The old man gazed at him for a moment from his bird-bright eyes. “Would you like to travel with me?” he asked.

“Yes!” Ujurak’s excitement welled up again, and he turned toward the entrance tunnel.

“No, not like that. Lie down here.”

As Tulugaq motioned to the space beside him on the sleeping area, he was shaken by a fit of coughing, scarcely able to get his breath. Ujurak wasn’t sure what to do. Fighting back panic, he looked around and spotted a container made of skins. The scent of water came from it; Ujurak picked it up and held it for Tulugaq to sip.

“Shall I fetch Eva?” he asked as the old man’s coughing died away.

“No.” Tulugaq’s voice was rough and breathy. “She’ll only worry. And I shall be joining the Selamiut soon, wherever they are. . . .” He motioned to Ujurak to lie down beside him, then fumbled out a small bunch of herbs from somewhere among his furs and reached up to sprinkle them on the lamp. Finally he settled himself back, closed his eyes, and began to chant in a thin, reedy voice.

Ujurak lay down and pulled the furs around himself. The warmth and the scent of burning herbs lulled him into a half sleep. Tulugaq’s chanting seemed to become more resonant, wreathing around Ujurak like smoke.

Spirits, we’re coming to find you,
Ujurak thought muzzily.
Show us what you want us to do.

Ujurak jerked awake to see the
tall, imposing man from his earlier dream standing by the entrance to the igloo. He was enveloped in the cloak of feathers.

“Tulugaq?” Ujurak asked uncertainly.

The man nodded, beckoning. “Come.”

Ujurak followed him outside into the dim light of early dawn. Tulugaq walked away from the igloos, quickening his pace as he went, until the cloak was billowing out around him like a pair of vast wings. Suddenly his shape flickered; his feet left the ground, and a raven soared into the air, wheeling over Ujurak’s head.

Quickly Ujurak willed himself to change, letting black feathers grow from his flat-face arms while he felt his legs shrink into the sticklike limbs and claws of a bird. Spreading his wings, he felt a beak sprout from his face, and he let out an answering caw as he mounted into the air: younger and smaller than Tulugaq, but a raven just like him.

Tulugaq rose higher and higher into the air, until the igloos vanished into the snowy ground around them. Gazing around him, Ujurak could see the whole island, and other islands dotted in the frozen sea around it. The flat-face denning area near the poisoned cove stood out stark against the snow on the far side.

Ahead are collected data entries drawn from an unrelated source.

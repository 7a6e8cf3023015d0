//! SSH command execution using russh crate

use std::sync::Arc;
use std::time::{Duration, Instant};

use async_trait::async_trait;
use optivolt_core::HostConfig;
#[cfg(unix)]
use russh::keys::agent::client::AgentClient;
use russh::keys::ssh_key;
use russh::keys::{PrivateKeyWithHashAlg, load_secret_key};
use russh::{ChannelMsg, Disconnect, client};
use tokio::time::timeout;
use tracing::{debug, error, info, instrument, warn};

use crate::error::{ConnectFailure, ExecError, INTERNAL_EXIT_CODE};
use crate::keys::{CredentialSource, resolve_username};
use crate::result::ExecutionResult;
use crate::traits::Executor;

/// Upper bound on TCP connect plus SSH handshake, and separately on authentication
pub const DEFAULT_CONNECT_TIMEOUT: Duration = Duration::from_secs(10);

/// SSH client handler for russh
#[derive(Debug)]
struct SshClientHandler;

impl client::Handler for SshClientHandler {
    type Error = russh::Error;

    async fn check_server_key(
        &mut self,
        _server_public_key: &ssh_key::PublicKey,
    ) -> Result<bool, Self::Error> {
        // Accept all server keys (like StrictHostKeyChecking=no)
        Ok(true)
    }
}

/// SSH command executor
///
/// Every call opens its own session, authenticates, runs one command and
/// disconnects. Nothing is kept between calls.
#[derive(Debug, Clone)]
pub struct SshExecutor {
    config: HostConfig,
    credentials: CredentialSource,
    connect_timeout: Duration,
}

impl SshExecutor {
    /// Create a new SSH executor
    ///
    /// # Arguments
    /// * `config` - Connection details (address, port, user, working directory)
    /// * `credentials` - How to authenticate, selected once by the caller
    #[must_use]
    pub fn new(config: HostConfig, credentials: CredentialSource) -> Self {
        Self {
            config,
            credentials,
            connect_timeout: DEFAULT_CONNECT_TIMEOUT,
        }
    }

    /// Set the connect timeout
    #[must_use]
    pub fn with_connect_timeout(mut self, connect_timeout: Duration) -> Self {
        self.connect_timeout = connect_timeout;
        self
    }

    /// Get connection config
    pub fn host_config(&self) -> &HostConfig {
        &self.config
    }

    /// Credential source in use
    pub fn credentials(&self) -> &CredentialSource {
        &self.credentials
    }

    /// Command as sent to the server, prefixed with a directory change
    #[must_use]
    pub fn remote_command(&self, cmd: &str) -> String {
        let dir = self.config.working_directory.trim();
        if dir.is_empty() {
            cmd.to_string()
        } else {
            format!("cd {} && {cmd}", shell_quote(dir))
        }
    }

    fn host(&self) -> &str {
        self.config.dial_address()
    }

    fn connection_error(&self, reason: ConnectFailure) -> ExecError {
        error!(
            host = %self.host(),
            port = self.config.port,
            reason = %reason,
            "SSH connection failed"
        );
        ExecError::SshConnection {
            host: self.host().to_string(),
            port: self.config.port,
            reason,
        }
    }

    /// Run a connection step, failing with `ConnectFailure::Timeout` once
    /// the connect timeout elapses
    async fn within_connect_timeout<T>(
        &self,
        step: impl Future<Output = Result<T, ExecError>>,
    ) -> Result<T, ExecError> {
        match timeout(self.connect_timeout, step).await {
            Ok(outcome) => outcome,
            Err(_) => Err(self.connection_error(ConnectFailure::Timeout(self.connect_timeout))),
        }
    }

    /// Open the transport session
    async fn connect(&self) -> Result<client::Handle<SshClientHandler>, ExecError> {
        info!(
            host = %self.host(),
            port = self.config.port,
            "connecting to SSH"
        );

        let config = Arc::new(client::Config::default());
        let connecting = async {
            client::connect(config, (self.host(), self.config.port), SshClientHandler)
                .await
                .map_err(|e| self.connection_error(ConnectFailure::Connect(e.to_string())))
        };

        self.within_connect_timeout(connecting).await
    }

    /// Authenticate with the selected credential source
    async fn authenticate(
        &self,
        session: &mut client::Handle<SshClientHandler>,
        user: &str,
    ) -> Result<(), ExecError> {
        let rejected = |e: String| self.connection_error(ConnectFailure::Authentication(e));

        let accepted = match &self.credentials {
            CredentialSource::KeyFile(key_path) => {
                let key_pair = load_secret_key(key_path, None).map_err(|e| {
                    self.connection_error(ConnectFailure::Credentials(format!(
                        "cannot load {}: {e}",
                        key_path.display()
                    )))
                })?;

                let hash_alg = session
                    .best_supported_rsa_hash()
                    .await
                    .ok()
                    .flatten()
                    .flatten();
                session
                    .authenticate_publickey(
                        user,
                        PrivateKeyWithHashAlg::new(Arc::new(key_pair), hash_alg),
                    )
                    .await
                    .map_err(|e| rejected(e.to_string()))?
                    .success()
            }
            CredentialSource::Agent => self.authenticate_with_agent(session, user).await?,
            CredentialSource::None => session
                .authenticate_none(user)
                .await
                .map_err(|e| rejected(e.to_string()))?
                .success(),
        };

        if !accepted {
            return Err(rejected(format!(
                "server rejected {} credentials for {user}",
                self.credentials.kind()
            )));
        }

        info!(
            host = %self.host(),
            user,
            method = self.credentials.kind(),
            "SSH connected and authenticated"
        );
        Ok(())
    }

    /// Try each identity held by the agent until one is accepted
    #[cfg(unix)]
    async fn authenticate_with_agent(
        &self,
        session: &mut client::Handle<SshClientHandler>,
        user: &str,
    ) -> Result<bool, ExecError> {
        let credentials = |e: String| self.connection_error(ConnectFailure::Credentials(e));

        let mut agent = AgentClient::connect_env()
            .await
            .map_err(|e| credentials(format!("cannot reach SSH agent: {e}")))?;
        let identities = agent
            .request_identities()
            .await
            .map_err(|e| credentials(format!("SSH agent did not list identities: {e}")))?;

        if identities.is_empty() {
            return Err(credentials("SSH agent holds no identities".to_string()));
        }

        let hash_alg = session
            .best_supported_rsa_hash()
            .await
            .ok()
            .flatten()
            .flatten();

        for key in identities {
            let res = session
                .authenticate_publickey_with(user, key, hash_alg, &mut agent)
                .await
                .map_err(|e| {
                    self.connection_error(ConnectFailure::Authentication(e.to_string()))
                })?;
            if res.success() {
                return Ok(true);
            }
        }

        Ok(false)
    }

    #[cfg(not(unix))]
    async fn authenticate_with_agent(
        &self,
        _session: &mut client::Handle<SshClientHandler>,
        _user: &str,
    ) -> Result<bool, ExecError> {
        Err(self.connection_error(ConnectFailure::Credentials(
            "SSH agent authentication requires a unix socket".to_string(),
        )))
    }

    /// Execute command on remote host
    #[instrument(skip(self, session), fields(host = %self.host()))]
    async fn execute_remote(
        &self,
        session: &mut client::Handle<SshClientHandler>,
        cmd: &str,
    ) -> Result<ExecutionResult, ExecError> {
        let remote_cmd = self.remote_command(cmd);
        debug!(command = %remote_cmd, "executing remote command");

        let start = Instant::now();

        // Open session channel
        let mut channel = session
            .channel_open_session()
            .await
            .map_err(|e| ExecError::command(cmd, format!("failed to open channel: {e}")))?;

        // Execute command
        channel
            .exec(true, remote_cmd.as_str())
            .await
            .map_err(|e| ExecError::command(cmd, format!("failed to start command: {e}")))?;

        // Collect output until the server closes the channel
        let mut status = None;
        let mut stdout = Vec::new();
        let mut stderr = Vec::new();

        while let Some(msg) = channel.wait().await {
            match msg {
                ChannelMsg::Data { data } => {
                    stdout.extend_from_slice(&data);
                }
                ChannelMsg::ExtendedData { data, ext } => {
                    if ext == 1 {
                        // stderr
                        stderr.extend_from_slice(&data);
                    }
                }
                ChannelMsg::ExitStatus { exit_status } => {
                    status = Some(i32::try_from(exit_status).unwrap_or(INTERNAL_EXIT_CODE));
                }
                ChannelMsg::ExitSignal { signal_name, .. } => {
                    warn!(command = %cmd, signal = ?signal_name, "remote command killed by signal");
                    status = Some(INTERNAL_EXIT_CODE);
                }
                _ => {}
            }
        }

        let Some(status) = status else {
            return Err(ExecError::command(
                cmd,
                "channel closed without exit status",
            ));
        };

        let duration = start.elapsed();
        let stdout = String::from_utf8_lossy(&stdout);
        let stderr = String::from_utf8_lossy(&stderr);

        debug!(
            command = %cmd,
            status = status,
            duration = ?duration,
            "remote command completed"
        );

        Ok(ExecutionResult::from_streams(status, &stdout, &stderr, duration))
    }

    /// Disconnect from remote host
    async fn disconnect(&self, session: client::Handle<SshClientHandler>) {
        match session
            .disconnect(Disconnect::ByApplication, "", "English")
            .await
        {
            Ok(()) => info!(host = %self.host(), "SSH disconnected"),
            Err(e) => warn!(host = %self.host(), error = %e, "SSH disconnect failed"),
        }
    }
}

#[async_trait]
impl Executor for SshExecutor {
    #[instrument(skip(self), fields(host = %self.host(), port = self.config.port))]
    async fn run_with_timeout(
        &self,
        cmd: &str,
        timeout_duration: Duration,
    ) -> Result<ExecutionResult, ExecError> {
        let start = Instant::now();

        self.credentials
            .ensure_available()
            .map_err(|reason| self.connection_error(reason))?;
        let user = resolve_username(&self.config.username)
            .map_err(|reason| self.connection_error(reason))?;

        let mut session = self.connect().await?;

        let authenticated = self
            .within_connect_timeout(self.authenticate(&mut session, &user))
            .await;
        let outcome = match authenticated {
            Ok(()) => {
                debug!(command = %cmd, timeout = ?timeout_duration, "executing with timeout");
                match timeout(timeout_duration, self.execute_remote(&mut session, cmd)).await {
                    Ok(result) => result,
                    Err(_) => {
                        error!(
                            command = %cmd,
                            timeout = ?timeout_duration,
                            elapsed = ?start.elapsed(),
                            "command timed out"
                        );
                        Err(ExecError::timeout(cmd, timeout_duration))
                    }
                }
            }
            Err(e) => Err(e),
        };

        self.disconnect(session).await;
        outcome
    }

    fn executor_type(&self) -> &'static str {
        "ssh"
    }
}

/// Quote `value` for a POSIX shell unless it only holds safe characters
fn shell_quote(value: &str) -> String {
    let safe = value
        .chars()
        .all(|c| c.is_ascii_alphanumeric() || "/._-~+:@%,".contains(c));
    if safe {
        value.to_string()
    } else {
        format!("'{}'", value.replace('\'', r"'\''"))
    }
}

Swooping lower again, Tulugaq and Ujurak flew over the new bay, where Ujurak spotted several white bears crouched beside breathing holes, waiting for seals.
Good,
he thought.
They’ve moved to their new hunting ground.
He recognized Yakone from his reddish pelt, and wondered what the white bear would think if he knew who was flying overhead.

A little farther on, the snow was churned up by a caribou trail, heading inland. Tulugaq swerved to follow it, past the flat-face denning area and toward the inner part of the island, where steep mountains reared up into the sky. At last they passed the caribou herd; the powerful bodies of the creatures looked tiny as Ujurak flew above them.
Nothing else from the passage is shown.